Daaruit volgt dat mr. X heeft getracht een persoonlijke ontmoeting tussen Y en de deurwaarder te verhinderen, terwijl mr. X zich ervan bewust was dat de deurwaarder een zodanige ontmoeting onontbeerlijk achtte voor de richtige uitvoering van de voorgenomen ambtshandelingen. Dat mr. X, naar hij stelt, niet tevens wist dat de deurwaarder een persoonlijke ontmoeting met de cliënt van mr. X onontbeerlijk achtte, omdat hij voornemens was die cliënt in gijzeling te nemen, doet daaraan niet af.

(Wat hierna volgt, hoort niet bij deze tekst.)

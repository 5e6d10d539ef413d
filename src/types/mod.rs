/*
    Copyright © 2024, the hashgraph_rs contributors
    Licensed under the Apache License, Version 2.0: http://www.apache.org/licenses/LICENSE-2.0
*/

//! Definitions of the data types that make up the hashgraph: passive newtypes, cryptographic
//! primitives, the event vertex and its wire form, peers and peer sets, payload transactions,
//! and the synthetic roots that stand in for truncated history.

pub mod basic;

pub mod crypto_primitives;

pub mod event;

pub mod peer_set;

pub mod root;

pub mod transactions;
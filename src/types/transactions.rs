/*
    Copyright © 2024, the hashgraph_rs contributors
    Licensed under the Apache License, Version 2.0: http://www.apache.org/licenses/LICENSE-2.0
*/

//! Payload items that ride inside events: opaque application transactions travel as plain
//! `Vec<u8>`, while the two structured payload kinds, internal (membership) transactions and
//! block signatures, are defined here.

use borsh::{BorshDeserialize, BorshSerialize};

use super::basic::{BlockNumber, PubKeyBytes, SignatureBytes};
use super::peer_set::Peer;

/// A membership change carried inside an event's payload.
///
/// Internal transactions only take effect once the event carrying them reaches consensus: when
/// the decided round that contains them is processed, the resulting peer set is pinned for the
/// following round.
#[derive(Clone, Debug, PartialEq, Eq, BorshDeserialize, BorshSerialize)]
pub enum InternalTransaction {
    /// Add `Peer` to the peer set.
    PeerAdd(Peer),
    /// Remove the peer with this public key from the peer set.
    PeerRemove(PubKeyBytes),
}

/// A validator's signature over a [`Block`](crate::hashgraph::Block), identified by the signer
/// and the index of the signed block.
///
/// Block signatures travel inside events, and may therefore arrive before the block they sign
/// has been produced locally; the [signature pool](crate::hashgraph::SigPool) holds them until
/// the block exists.
#[derive(Clone, Debug, PartialEq, Eq, BorshDeserialize, BorshSerialize)]
pub struct BlockSignature {
    pub validator: PubKeyBytes,
    pub index: BlockNumber,
    pub signature: SignatureBytes,
}
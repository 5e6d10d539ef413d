/*
    Copyright © 2024, the hashgraph_rs contributors
    Licensed under the Apache License, Version 2.0: http://www.apache.org/licenses/LICENSE-2.0
*/

//! Configuration of the consensus core, as specified by the operator.

/// Configuration of a [`Hashgraph`](crate::hashgraph::Hashgraph) and the
/// [`Core`](crate::core::Core) that drives it.
#[derive(Clone, Debug)]
pub struct Configuration {
    /// Initial capacity of the ancestry memoization caches.
    pub cache_size: usize,

    /// Every `coin_round_frequency`-th voting round of virtual voting is a coin round, in which
    /// witnesses that fail to observe a super-majority vote with a deterministic pseudo-coin.
    ///
    /// Deciding fame is forbidden on a coin round even when a super-majority is reached there;
    /// a decision can only be made on the following non-coin rounds.
    pub coin_round_frequency: i64,
}

impl Default for Configuration {
    fn default() -> Self {
        Self {
            cache_size: 5_000,
            coin_round_frequency: 10,
        }
    }
}
/*
    Copyright © 2024, the hashgraph_rs contributors
    Licensed under the Apache License, Version 2.0: http://www.apache.org/licenses/LICENSE-2.0
*/

//! A Rust implementation of the hashgraph consensus algorithm: a leaderless, asynchronous,
//! Byzantine fault tolerant engine that turns a gossiped graph of signed events into a totally
//! ordered sequence of finalized blocks.
//!
//! ## What this crate is
//!
//! This crate is the *consensus core* only. It accepts a continuous inflow of signed
//! [events](crate::types::event::Event) contributed by a dynamic set of participants, links
//! them into the [hashgraph](crate::hashgraph::Hashgraph), and deterministically derives
//! consensus from the graph's shape alone ("virtual voting" — no extra voting messages are
//! exchanged). Finality is deterministic: once a super-majority of a round's witnesses have
//! their fame decided, the ordering of the affected events never changes.
//!
//! Gossip transport, RPC endpoints, the node-level sync loop, key generation, and persistent
//! storage backends are external collaborators. Storage is reached through the
//! [`Store`](crate::store::Store) trait (an in-memory implementation
//! [ships with the crate](crate::store::InmemStore)), and finalized
//! [blocks](crate::hashgraph::Block) are handed to the application through a bounded channel
//! that applies back-pressure to the consensus driver.
//!
//! ## Using it
//!
//! Embedders construct a [`Core`](crate::core::Core) around a store initialized with the
//! genesis [`PeerSet`](crate::types::peer_set::PeerSet), feed it synced events, and invoke
//! [`Core::run_consensus`](crate::core::Core::run_consensus) periodically. Nodes joining late
//! bootstrap with [`Core::fast_forward`](crate::core::Core::fast_forward) from a trusted block
//! and its [`Frame`](crate::hashgraph::Frame).

pub mod config;

pub mod core;

pub mod error;

pub mod hashgraph;

pub mod logging;

pub mod store;

pub mod types;
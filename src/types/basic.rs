/*
    Copyright © 2024, the hashgraph_rs contributors
    Licensed under the Apache License, Version 2.0: http://www.apache.org/licenses/LICENSE-2.0
*/

//! Types that exist only to store bytes or small integers, and do not have any major "active"
//! behavior.
//!
//! Several of the integer newtypes in this module wrap an `i64` rather than a `u64`. This is
//! because the synthetic [root](crate::types::root::Root) that anchors every participant's event
//! chain sits *below* the first real event, at index -1, round -1, and Lamport timestamp -1. All
//! consensus arithmetic starts from these sentinels.

use std::{
    fmt::{self, Debug, Display, Formatter},
    ops::{Add, AddAssign},
};

use borsh::{BorshDeserialize, BorshSerialize};

/// Bytes of an Ed25519 public key, used wherever a participant identity needs to be stored,
/// serialized, or used as an ordered map key.
///
/// Conversion into an [`ed25519_dalek::VerifyingKey`] happens only at the signature-verification
/// boundary, and is fallible there.
pub type PubKeyBytes = [u8; 32];

/// Consensus round number. Starts at 0; the synthetic roots sit at round -1.
#[derive(
    Clone, Copy, Debug, PartialEq, Eq, PartialOrd, Ord, Hash, BorshDeserialize, BorshSerialize,
)]
pub struct Round(i64);

impl Round {
    /// Create a new `Round` wrapping `int`.
    pub const fn new(int: i64) -> Self {
        Self(int)
    }

    /// Get the inner `i64` value of this `Round`.
    pub const fn int(&self) -> i64 {
        self.0
    }
}

impl Display for Round {
    fn fmt(&self, f: &mut Formatter<'_>) -> fmt::Result {
        Display::fmt(&self.0, f)
    }
}

impl Add<i64> for Round {
    type Output = Round;
    fn add(self, rhs: i64) -> Self::Output {
        Round(self.0 + rhs)
    }
}

impl AddAssign<i64> for Round {
    fn add_assign(&mut self, rhs: i64) {
        self.0 += rhs
    }
}

/// Per-creator event sequence number. The first event of every participant has index 0; the
/// participant's root sits at index -1.
#[derive(
    Clone, Copy, Debug, PartialEq, Eq, PartialOrd, Ord, Hash, BorshDeserialize, BorshSerialize,
)]
pub struct EventIndex(i64);

impl EventIndex {
    /// Create a new `EventIndex` wrapping `int`.
    pub const fn new(int: i64) -> Self {
        Self(int)
    }

    /// Get the inner `i64` value of this `EventIndex`.
    pub const fn int(&self) -> i64 {
        self.0
    }
}

impl Display for EventIndex {
    fn fmt(&self, f: &mut Formatter<'_>) -> fmt::Result {
        Display::fmt(&self.0, f)
    }
}

impl Add<i64> for EventIndex {
    type Output = EventIndex;
    fn add(self, rhs: i64) -> Self::Output {
        EventIndex(self.0 + rhs)
    }
}

/// Logical (Lamport) timestamp of an event: `1 + max(lamport(self_parent),
/// lamport(other_parent))`, with roots contributing -1 so that first events start at 0.
#[derive(
    Clone, Copy, Debug, PartialEq, Eq, PartialOrd, Ord, Hash, BorshDeserialize, BorshSerialize,
)]
pub struct LamportTime(i64);

impl LamportTime {
    /// Create a new `LamportTime` wrapping `int`.
    pub const fn new(int: i64) -> Self {
        Self(int)
    }

    /// Get the inner `i64` value of this `LamportTime`.
    pub const fn int(&self) -> i64 {
        self.0
    }
}

impl Display for LamportTime {
    fn fmt(&self, f: &mut Formatter<'_>) -> fmt::Result {
        Display::fmt(&self.0, f)
    }
}

impl Add<i64> for LamportTime {
    type Output = LamportTime;
    fn add(self, rhs: i64) -> Self::Output {
        LamportTime(self.0 + rhs)
    }
}

/// Wall-clock timestamp of an event in nanoseconds since the Unix Epoch, as claimed by its
/// creator.
///
/// Individual timestamps are untrusted. They only enter consensus through the *median* of the
/// timestamps contributed by the famous witnesses of the deciding round, which bounds the
/// influence any single creator has over the consensus timestamp of an event.
#[derive(
    Clone, Copy, Debug, PartialEq, Eq, PartialOrd, Ord, Hash, BorshDeserialize, BorshSerialize,
)]
pub struct Timestamp(i64);

impl Timestamp {
    /// Create a new `Timestamp` wrapping `unix_nanos`.
    pub const fn new(unix_nanos: i64) -> Self {
        Self(unix_nanos)
    }

    /// Get the inner `i64` value of this `Timestamp`.
    pub const fn int(&self) -> i64 {
        self.0
    }
}

/// Index of a block in the committed blockchain. Starts at 0; an empty chain is represented by a
/// last block index of -1.
#[derive(
    Clone, Copy, Debug, PartialEq, Eq, PartialOrd, Ord, Hash, BorshDeserialize, BorshSerialize,
)]
pub struct BlockNumber(i64);

impl BlockNumber {
    /// Create a new `BlockNumber` wrapping `int`.
    pub const fn new(int: i64) -> Self {
        Self(int)
    }

    /// Get the inner `i64` value of this `BlockNumber`.
    pub const fn int(&self) -> i64 {
        self.0
    }
}

impl Display for BlockNumber {
    fn fmt(&self, f: &mut Formatter<'_>) -> fmt::Result {
        Display::fmt(&self.0, f)
    }
}

impl Add<i64> for BlockNumber {
    type Output = BlockNumber;
    fn add(self, rhs: i64) -> Self::Output {
        BlockNumber(self.0 + rhs)
    }
}

/// Numeric identifier of a peer, derived deterministically from its public key by
/// [`PeerId::from_pub_key`].
#[derive(
    Clone, Copy, Debug, PartialEq, Eq, PartialOrd, Ord, Hash, BorshDeserialize, BorshSerialize,
)]
pub struct PeerId(u32);

impl PeerId {
    /// Create a new `PeerId` wrapping `int`.
    pub const fn new(int: u32) -> Self {
        Self(int)
    }

    /// Derive the `PeerId` of the participant with the given public key: the first four bytes of
    /// the SHA256 digest of the key, interpreted little-endian.
    pub fn from_pub_key(pub_key: &PubKeyBytes) -> PeerId {
        use sha2::Digest;
        let digest = sha2::Sha256::digest(pub_key);
        let mut bytes = [0u8; 4];
        bytes.copy_from_slice(&digest[..4]);
        PeerId(u32::from_le_bytes(bytes))
    }

    /// Get the inner `u32` value of this `PeerId`.
    pub const fn int(&self) -> u32 {
        self.0
    }
}

impl Display for PeerId {
    fn fmt(&self, f: &mut Formatter<'_>) -> fmt::Result {
        Display::fmt(&self.0, f)
    }
}

/// Node-local insertion order of an event. Monotonically increasing per store, never part of any
/// hash or serialized form: two nodes holding the same graph may disagree on it.
#[derive(Clone, Copy, Debug, PartialEq, Eq, PartialOrd, Ord)]
pub struct TopologicalIndex(u64);

impl TopologicalIndex {
    /// Create a new `TopologicalIndex` wrapping `int`.
    pub const fn new(int: u64) -> Self {
        Self(int)
    }

    /// Get the inner `u64` value of this `TopologicalIndex`.
    pub const fn int(&self) -> u64 {
        self.0
    }
}

/// 32-byte cryptographic hash.
///
/// Within this crate, `CryptoHash`-es are always SHA256 digests of the canonical Borsh
/// serialization of the hashed value.
#[derive(
    Clone, Copy, PartialEq, Eq, PartialOrd, Ord, Hash, BorshDeserialize, BorshSerialize, Default,
)]
pub struct CryptoHash([u8; 32]);

impl CryptoHash {
    /// Create a new `CryptoHash` wrapping `bytes`.
    pub const fn new(bytes: [u8; 32]) -> Self {
        Self(bytes)
    }

    /// Get the inner `[u8; 32]` value of this `CryptoHash`.
    pub const fn bytes(&self) -> [u8; 32] {
        self.0
    }
}

impl Display for CryptoHash {
    fn fmt(&self, f: &mut Formatter<'_>) -> fmt::Result {
        write!(f, "{}", crate::logging::short_hash(&self.0))
    }
}

impl Debug for CryptoHash {
    fn fmt(&self, f: &mut Formatter<'_>) -> fmt::Result {
        write!(f, "CryptoHash({})", crate::logging::short_hash(&self.0))
    }
}

/// Ed25519 digital signature bytes.
///
/// Produced using the [`ed25519_dalek`] crate, whose main definitions are re-exported from the
/// [`crypto_primitives`](super::crypto_primitives) module.
#[derive(Clone, Copy, PartialEq, Eq, Hash, BorshDeserialize, BorshSerialize)]
pub struct SignatureBytes([u8; 64]);

impl SignatureBytes {
    /// Create a new `SignatureBytes` wrapping `bytes`.
    pub const fn new(bytes: [u8; 64]) -> Self {
        Self(bytes)
    }

    /// Get the inner `[u8; 64]` value of this `SignatureBytes`.
    pub const fn bytes(&self) -> [u8; 64] {
        self.0
    }

    /// The "middle bit" of the signature, used as a deterministic pseudo-coin during coin rounds
    /// of virtual voting. Deterministic but biased in theory; retained for protocol
    /// compatibility, not cryptographic strength.
    pub fn middle_bit(&self) -> bool {
        self.0[32] & 0x01 != 0
    }

    /// The signature bytes XOR-ed with a single byte derived from `round`. Used as the last
    /// tie-break when ordering the events received in `round`, so that a creator cannot pick its
    /// position in every round at event-creation time.
    pub fn whitened(&self, round: Round) -> [u8; 64] {
        let mask = round
            .int()
            .to_le_bytes()
            .iter()
            .fold(0u8, |acc, b| acc ^ b);
        let mut out = self.0;
        for b in out.iter_mut() {
            *b ^= mask;
        }
        out
    }
}

impl Debug for SignatureBytes {
    fn fmt(&self, f: &mut Formatter<'_>) -> fmt::Result {
        write!(f, "SignatureBytes({})", crate::logging::short_hash(&self.0))
    }
}

impl Default for SignatureBytes {
    fn default() -> Self {
        Self([0u8; 64])
    }
}

/// Three-valued fame state of a witness: `Undefined` until virtual voting decides, then latched
/// to `True` or `False`.
///
/// The wire encoding is `0 = Undefined, 1 = True, 2 = False`, which is exactly the order of the
/// variants below.
#[derive(Clone, Copy, Debug, PartialEq, Eq, Hash, BorshDeserialize, BorshSerialize, Default)]
pub enum Trilean {
    #[default]
    Undefined,
    True,
    False,
}

impl Display for Trilean {
    fn fmt(&self, f: &mut Formatter<'_>) -> fmt::Result {
        match self {
            Trilean::Undefined => write!(f, "Undefined"),
            Trilean::True => write!(f, "True"),
            Trilean::False => write!(f, "False"),
        }
    }
}
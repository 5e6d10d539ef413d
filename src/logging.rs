/*
    Copyright © 2024, the hashgraph_rs contributors
    Licensed under the Apache License, Version 2.0: http://www.apache.org/licenses/LICENSE-2.0
*/

//! Helpers for the log lines emitted by the consensus phases.
//!
//! hashgraph_rs logs using the [log](https://docs.rs/log/latest/log/) crate. To get these
//! messages printed onto a terminal or into a file, set up a
//! [logging implementation](https://docs.rs/log/latest/log/#available-logging-implementations).
//!
//! ## Log message format
//!
//! Log messages are CSVs (Comma Separated Values). The first value is always the name of the
//! phase or occurrence in PascalCase (defined in this module as constants); the remaining values
//! identify the affected rounds, events, or blocks. Hashes and public keys are rendered as the
//! first seven characters of their Base64 encoding.

use base64::{engine::general_purpose::STANDARD_NO_PAD, Engine as _};

// Names of each occurrence in PascalCase for printing:
pub const INSERT_EVENT: &str = "InsertEvent";
pub const DIVIDE_ROUNDS: &str = "DivideRounds";
pub const DECIDE_FAME: &str = "DecideFame";
pub const DECIDE_ROUND_RECEIVED: &str = "DecideRoundReceived";
pub const PROCESS_DECIDED_ROUNDS: &str = "ProcessDecidedRounds";
pub const PROCESS_SIG_POOL: &str = "ProcessSigPool";
pub const NEW_BLOCK: &str = "NewBlock";
pub const PIN_PEER_SET: &str = "PinPeerSet";
pub const RESET: &str = "Reset";
pub const FAST_FORWARD: &str = "FastForward";

/// Get a more readable representation of a byte sequence by Base64-encoding it and taking the
/// first 7 characters.
pub fn short_hash(bytes: &[u8]) -> String {
    let encoded = STANDARD_NO_PAD.encode(bytes);
    if encoded.len() > 7 {
        encoded[0..7].to_string()
    } else {
        encoded
    }
}
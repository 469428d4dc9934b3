use bullbear_models::MarketContext;
use bullbear_tools::{is_failure_output, ToolRegistry};
use chrono::{Duration, NaiveDate};
use serde_json::json;
use tracing::{debug, warn};

/// Days of price history fetched before the analysis date.
pub const PRICE_HISTORY_DAYS: i64 = 30;

/// Market context pre-fetched through the registry for a debate.
///
/// Missing tools are skipped and failed calls are left out, so the debate
/// still runs on whatever data could be gathered.
pub async fn gather_context(registry: &ToolRegistry, symbol: &str, date: NaiveDate) -> MarketContext {
    let start = date - Duration::days(PRICE_HISTORY_DAYS);
    let calls = [
        (
            "get_stock_data",
            json!({
                "symbol": symbol,
                "start_date": start.format("%Y-%m-%d").to_string(),
                "end_date": date.format("%Y-%m-%d").to_string(),
            }),
        ),
        ("get_fundamentals", json!({"symbol": symbol})),
        ("get_news", json!({"symbol": symbol, "limit": 10})),
    ];

    let mut context = MarketContext::new();
    for (name, input) in calls {
        if !registry.contains(name) {
            debug!(tool = name, "Tool not registered, skipping context section");
            continue;
        }
        match registry.execute(name, input).await {
            Ok(output) if is_failure_output(&output) => {
                warn!(tool = name, symbol = %symbol, output = %output, "Context tool failed");
            }
            Ok(output) => context.push(name, output),
            Err(e) => {
                warn!(tool = name, symbol = %symbol, error = %e, "Context tool could not run");
            }
        }
    }
    context
}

Er is sprake van opzet bij mr. X, gericht op het belemmeren van de uitvoering van ambtshandelingen. Daaraan voegt het hof toe dat het een elementair beginsel van de rechtsstaat is dat onherroepelijke rechtelijke uitspraken en de ten uitvoerlegging daarvan door eenieder worden gerespecteerd. Juist advocaten dienen de beginselen van de rechtsstaat hoog te houden. Door te trachten de tenuitvoerlegging van de onderhavige titels te frustreren op de wijze als mr. X heeft gedaan, heeft mr. X het vertrouwen in de advocatuur zeer ernstig geschaad.

Beslissing hof
Bekrachtigt de beslissing van de raad.